Wil je zonnepanelen op je dak of kantoorgebouw? Goed idee! Maar waar zet je ze neer zodat hun energieopbrengst maximaal is? Zeker in een stad vol schaduw van andere gebouwen en bomen is dat een complexe vraag. Delftse onderzoekers hebben nu een nieuwe manier om de optimale locatie voor je zonnepanelen te bepalen.
Naast bomen gebouwen en andere objecten spelen ook het weer en de stand van de zon een rol in de energieopbrengst van zonnepanelen. Die laatste twee variëren dagelijks, per seizoen en gedurende het jaar. En door de verschillende standen van de zon zorgen blokkades ook telkens voor een andere schaduwval. Dit moet allemaal meegenomen worden als je de gemiddelde zonne-energieopbrengst wilt weten.
Rekenen aan zonlicht
Er bestaan verschillende computermodellen waarmee de opbrengst van een zonnepaneel op een bepaalde plek uitgerekend kan worden. Deze wiskundige modellen berekenen meestal per uur de hoeveelheid zonlicht die op de panelen valt. Door deze berekening telkens te herhalen, voor alle uren in een jaar, kom je op een jaargemiddelde uit. En hoewel het weer van dag tot dag verschilt, komt het van jaar tot jaar redelijk overeen.
Deze zonlichtberekeningen zijn voor een stedelijke omgeving complex. Daardoor vereist het veel rekenkracht en tijd om een volledig jaar de dus de beste locatie voor zonnepanelen te bepalen. De Delftse techniek versimpelt de berekeningen waardoor ze tot achttien keer sneller uitgevoerd kunnen worden. Ook is er minder rekenkracht nodig. Volgens de onderzoekers is hun systeem ondanks de versimpelingen zeer nauwkeurig.
Skyline-profiel
De Delftse onderzoekers laten hun model niet elk uur de inval van zonlicht berekenen, maar bepalen direct de jaarlijkse straling die op de panelen valt.
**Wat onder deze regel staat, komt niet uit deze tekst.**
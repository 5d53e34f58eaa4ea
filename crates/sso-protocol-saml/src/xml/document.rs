//! Owned, namespace-resolved XML tree built from quick-xml events.
//!
//! The parser never expands entities beyond the five predefined ones and
//! character references. Any document type declaration is rejected outright,
//! so external and internal entity definitions cannot be introduced.

use quick_xml::events::{BytesStart, Event};
use quick_xml::Reader;

use crate::error::DecodeError;
use crate::types::XML_NS;

/// Maximum element nesting accepted from untrusted input.
pub const MAX_DEPTH: usize = 128;

/// A namespace binding introduced by an `xmlns` attribute.
type NsBinding = (Option<String>, String);

/// A parsed XML element with resolved namespace names.
#[derive(Debug, Clone, PartialEq, Eq)]
pub struct XmlElement {
    /// The prefix used in the source document.
    pub prefix: Option<String>,
    /// The local part of the element name.
    pub local_name: String,
    /// The namespace URI the prefix resolved to.
    pub namespace: Option<String>,
    /// Attributes other than namespace declarations, in document order.
    pub attributes: Vec<XmlAttribute>,
    /// Child nodes in document order.
    pub children: Vec<XmlNode>,
}

/// A parsed attribute.
#[derive(Debug, Clone, PartialEq, Eq)]
pub struct XmlAttribute {
    /// The prefix used in the source document.
    pub prefix: Option<String>,
    /// The local part of the attribute name.
    pub local_name: String,
    /// The namespace URI of a prefixed attribute.
    pub namespace: Option<String>,
    /// The unescaped attribute value.
    pub value: String,
}

/// A child node.
#[derive(Debug, Clone, PartialEq, Eq)]
pub enum XmlNode {
    /// A child element.
    Element(XmlElement),
    /// Character data, already unescaped.
    Text(String),
    /// A processing instruction, stored as `target data`.
    ProcessingInstruction(String),
}

impl XmlElement {
    /// Parses a complete document and returns its root element.
    ///
    /// # Errors
    ///
    /// Returns [`DecodeError::DtdForbidden`] if a DOCTYPE is present and
    /// [`DecodeError::Xml`] for malformed input, undeclared prefixes,
    /// unknown entity references or excessive nesting.
    pub fn parse(xml: &str) -> Result<Self, DecodeError> {
        let mut reader = Reader::from_str(xml);
        reader.config_mut().trim_text(false);

        let mut stack: Vec<XmlElement> = Vec::new();
        let mut scopes: Vec<Vec<NsBinding>> = Vec::new();
        let mut root: Option<XmlElement> = None;

        loop {
            match reader.read_event()? {
                Event::DocType(_) => return Err(DecodeError::DtdForbidden),
                Event::Start(e) => {
                    let element = open_element(&e, &mut scopes, root.is_some())?;
                    stack.push(element);
                }
                Event::Empty(e) => {
                    let element = open_element(&e, &mut scopes, root.is_some())?;
                    scopes.pop();
                    close_element(element, &mut stack, &mut root);
                }
                Event::End(_) => {
                    scopes.pop();
                    let element = stack
                        .pop()
                        .ok_or_else(|| DecodeError::Xml("unexpected end tag".to_string()))?;
                    close_element(element, &mut stack, &mut root);
                }
                Event::Text(t) => {
                    let text = t.unescape()?;
                    push_text(&mut stack, &text)?;
                }
                Event::CData(c) => {
                    let text = std::str::from_utf8(&c)?;
                    push_text(&mut stack, text)?;
                }
                Event::PI(pi) => {
                    if let Some(parent) = stack.last_mut() {
                        let content = std::str::from_utf8(&pi)?;
                        parent
                            .children
                            .push(XmlNode::ProcessingInstruction(content.to_string()));
                    }
                }
                Event::Comment(_) | Event::Decl(_) => {}
                Event::Eof => break,
            }

            if stack.len() > MAX_DEPTH {
                return Err(DecodeError::Xml(format!(
                    "element nesting exceeds {MAX_DEPTH} levels"
                )));
            }
        }

        if !stack.is_empty() {
            return Err(DecodeError::Xml("unclosed element at end of document".to_string()));
        }

        root.ok_or_else(|| DecodeError::Xml("document has no root element".to_string()))
    }

    /// Returns true if this element has the given namespace and local name.
    #[must_use]
    pub fn is(&self, namespace: &str, local_name: &str) -> bool {
        self.local_name == local_name && self.namespace.as_deref() == Some(namespace)
    }

    /// Returns the value of an unqualified attribute.
    #[must_use]
    pub fn attribute(&self, local_name: &str) -> Option<&str> {
        self.attributes
            .iter()
            .find(|a| a.namespace.is_none() && a.local_name == local_name)
            .map(|a| a.value.as_str())
    }

    /// Iterates over child elements.
    pub fn child_elements(&self) -> impl Iterator<Item = &XmlElement> {
        self.children.iter().filter_map(|node| match node {
            XmlNode::Element(e) => Some(e),
            _ => None,
        })
    }

    /// Iterates over child elements with the given name.
    pub fn children_named<'a>(
        &'a self,
        namespace: &'a str,
        local_name: &'a str,
    ) -> impl Iterator<Item = &'a XmlElement> + 'a {
        self.child_elements()
            .filter(move |e| e.is(namespace, local_name))
    }

    /// Returns the first child element with the given name.
    #[must_use]
    pub fn child(&self, namespace: &str, local_name: &str) -> Option<&XmlElement> {
        self.child_elements().find(|e| e.is(namespace, local_name))
    }

    /// Returns the concatenated character data of direct children.
    #[must_use]
    pub fn text(&self) -> String {
        self.children
            .iter()
            .filter_map(|node| match node {
                XmlNode::Text(t) => Some(t.as_str()),
                _ => None,
            })
            .collect()
    }

    /// Finds the first element in document order, starting with `self`,
    /// matching the predicate.
    pub fn find<P>(&self, predicate: &P) -> Option<&XmlElement>
    where
        P: Fn(&XmlElement) -> bool,
    {
        if predicate(self) {
            return Some(self);
        }
        self.child_elements().find_map(|child| child.find(predicate))
    }

    /// Finds the element carrying the given `ID` (or `Id`) attribute.
    #[must_use]
    pub fn find_by_id(&self, id: &str) -> Option<&XmlElement> {
        self.find(&|e: &XmlElement| {
            e.attribute("ID").or_else(|| e.attribute("Id")) == Some(id)
        })
    }
}

fn open_element(
    start: &BytesStart<'_>,
    scopes: &mut Vec<Vec<NsBinding>>,
    root_closed: bool,
) -> Result<XmlElement, DecodeError> {
    if root_closed && scopes.is_empty() {
        return Err(DecodeError::Xml("multiple root elements".to_string()));
    }

    let mut bindings = Vec::new();
    let mut raw_attributes = Vec::new();

    for attr in start.attributes() {
        let attr = attr?;
        let key = std::str::from_utf8(attr.key.as_ref())?.to_string();
        let value = attr.unescape_value()?.into_owned();

        if key == "xmlns" {
            bindings.push((None, value));
        } else if let Some(prefix) = key.strip_prefix("xmlns:") {
            bindings.push((Some(prefix.to_string()), value));
        } else {
            raw_attributes.push((key, value));
        }
    }
    scopes.push(bindings);

    let qname = std::str::from_utf8(start.name().as_ref())?.to_string();
    let (prefix, local_name) = split_qname(&qname);
    let namespace = resolve(scopes, prefix)?;

    let mut attributes = Vec::with_capacity(raw_attributes.len());
    for (key, value) in raw_attributes {
        let (attr_prefix, attr_local) = split_qname(&key);
        let attr_namespace = match attr_prefix {
            Some(_) => resolve(scopes, attr_prefix)?,
            None => None,
        };
        attributes.push(XmlAttribute {
            prefix: attr_prefix.map(String::from),
            local_name: attr_local.to_string(),
            namespace: attr_namespace,
            value,
        });
    }

    Ok(XmlElement {
        prefix: prefix.map(String::from),
        local_name: local_name.to_string(),
        namespace,
        attributes,
        children: Vec::new(),
    })
}

fn close_element(element: XmlElement, stack: &mut [XmlElement], root: &mut Option<XmlElement>) {
    match stack.last_mut() {
        Some(parent) => parent.children.push(XmlNode::Element(element)),
        None => *root = Some(element),
    }
}

fn push_text(stack: &mut [XmlElement], text: &str) -> Result<(), DecodeError> {
    match stack.last_mut() {
        Some(parent) => {
            match parent.children.last_mut() {
                Some(XmlNode::Text(existing)) => existing.push_str(text),
                _ => parent.children.push(XmlNode::Text(text.to_string())),
            }
            Ok(())
        }
        None if text.trim().is_empty() => Ok(()),
        None => Err(DecodeError::Xml(
            "character data outside the root element".to_string(),
        )),
    }
}

fn split_qname(name: &str) -> (Option<&str>, &str) {
    match name.split_once(':') {
        Some((prefix, local)) => (Some(prefix), local),
        None => (None, name),
    }
}

fn resolve(scopes: &[Vec<NsBinding>], prefix: Option<&str>) -> Result<Option<String>, DecodeError> {
    if prefix == Some("xml") {
        return Ok(Some(XML_NS.to_string()));
    }

    let binding = scopes
        .iter()
        .rev()
        .flat_map(|scope| scope.iter().rev())
        .find(|(p, _)| p.as_deref() == prefix);

    match (binding, prefix) {
        (Some((_, uri)), _) if uri.is_empty() => Ok(None),
        (Some((_, uri)), _) => Ok(Some(uri.clone())),
        (None, None) => Ok(None),
        (None, Some(p)) => Err(DecodeError::Xml(format!(
            "undeclared namespace prefix '{p}'"
        ))),
    }
}

#[cfg(test)]
mod tests {
    use super::*;
    use crate::types::{SAMLP_NS, SAML_NS};

    #[test]
    fn resolves_namespaces() {
        let xml = r#"<?xml version="1.0"?>
<samlp:AuthnRequest xmlns:samlp="urn:oasis:names:tc:SAML:2.0:protocol" ID="_1">
  <Issuer xmlns="urn:oasis:names:tc:SAML:2.0:assertion">sp</Issuer>
</samlp:AuthnRequest>"#;
        let root = XmlElement::parse(xml).unwrap();

        assert!(root.is(SAMLP_NS, "AuthnRequest"));
        assert_eq!(root.attribute("ID"), Some("_1"));
        let issuer = root.child(SAML_NS, "Issuer").unwrap();
        assert_eq!(issuer.text(), "sp");
        assert_eq!(issuer.prefix, None);
    }

    #[test]
    fn rejects_doctype() {
        let xml = r#"<!DOCTYPE foo [<!ENTITY xxe SYSTEM "file:///etc/passwd">]><foo>&xxe;</foo>"#;
        assert!(matches!(
            XmlElement::parse(xml),
            Err(DecodeError::DtdForbidden)
        ));
    }

    #[test]
    fn rejects_unknown_entity() {
        let xml = "<foo>&xxe;</foo>";
        assert!(matches!(XmlElement::parse(xml), Err(DecodeError::Xml(_))));
    }

    #[test]
    fn unescapes_predefined_entities() {
        let root = XmlElement::parse(r#"<a b="&quot;x&quot;">&lt;&amp;&#65;</a>"#).unwrap();
        assert_eq!(root.attribute("b"), Some("\"x\""));
        assert_eq!(root.text(), "<&A");
    }

    #[test]
    fn rejects_undeclared_prefix() {
        assert!(matches!(
            XmlElement::parse("<p:a/>"),
            Err(DecodeError::Xml(_))
        ));
    }

    #[test]
    fn rejects_trailing_garbage() {
        assert!(XmlElement::parse("<a/><b/>").is_err());
        assert!(XmlElement::parse("<a/>text").is_err());
        assert!(XmlElement::parse("<a>").is_err());
        assert!(XmlElement::parse("").is_err());
    }

    #[test]
    fn rejects_deep_nesting() {
        let depth = MAX_DEPTH + 1;
        let xml = format!("{}{}", "<a>".repeat(depth), "</a>".repeat(depth));
        assert!(matches!(XmlElement::parse(&xml), Err(DecodeError::Xml(_))));
    }

    #[test]
    fn finds_element_by_id() {
        let root = XmlElement::parse(r#"<a><b ID="x"/><c Id="y"/></a>"#).unwrap();
        assert_eq!(root.find_by_id("x").unwrap().local_name, "b");
        assert_eq!(root.find_by_id("y").unwrap().local_name, "c");
        assert!(root.find_by_id("z").is_none());
    }
}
Dat gebeurt aan de hand van twee parameters die bepaald worden aan de hand van het skyline-profiel, vertelt Olindo Isabella van de TU Delft. ‘Het skyline-profiel geeft aan hoeveelheid lucht je vanaf de plek van het zonnepaneel kunt zien en wat de projectie op het paneel is van de omliggende gebouwen en andere objecten.’
Die informatie wordt gecombineerd met de stand de zon gedurende het jaar en met meerjarige klimaatmetingen. Dit is afhankelijk van de locatie. Hiermee worden vervolgens de twee parameters bepaald: de sky view factor en de sun coverage factor. De laatste geeft aan hoeveel direct zonlicht er op het zonnepaneel valt. De tweede is een maat voor de hoeveelheid diffuus of weerkaatst zonlicht dat het zonnepaneel bereikt. Dat is licht dat verstrooid is in de lucht, door wolken, of dat weerkaatst is op omliggende ramen, gebouwen of de grond, voordat het op de zonnecellen terechtkomt.
‘De meeste energie haalt een zonnepaneel uit direct zonlicht’, zegt Isabella. Maar ook het diffuse licht levert een bijdrage.
Testen in de zon
Het nieuwe zonnepanelenmodel is ook getest. De onderzoekers vergeleken de voorspellingen van het model met de jaaropbrengst van zonnepanelen op tien plekken in Nederland. Hierbij zat het model er maximaal 4 procent naast. Ook is het model voor verschillende klimaattypes getest met zonnepanelen in Parijs, Washington DC, Cagliari (Sardinië) en Adelaide (Australië). Daarbij varieerde de fout tussen de 1,5 en 7,9 procent. Met deze nauwkeurigheid doet het model niet onder voor andere technieken die meer rekenkracht en – tijd vereisen.
De onderzoekers hopen dat het dankzij dit model het voor ontwerpers en architecten makkelijker maakt om zonnepanelen in hun ontwerpen te verwerken.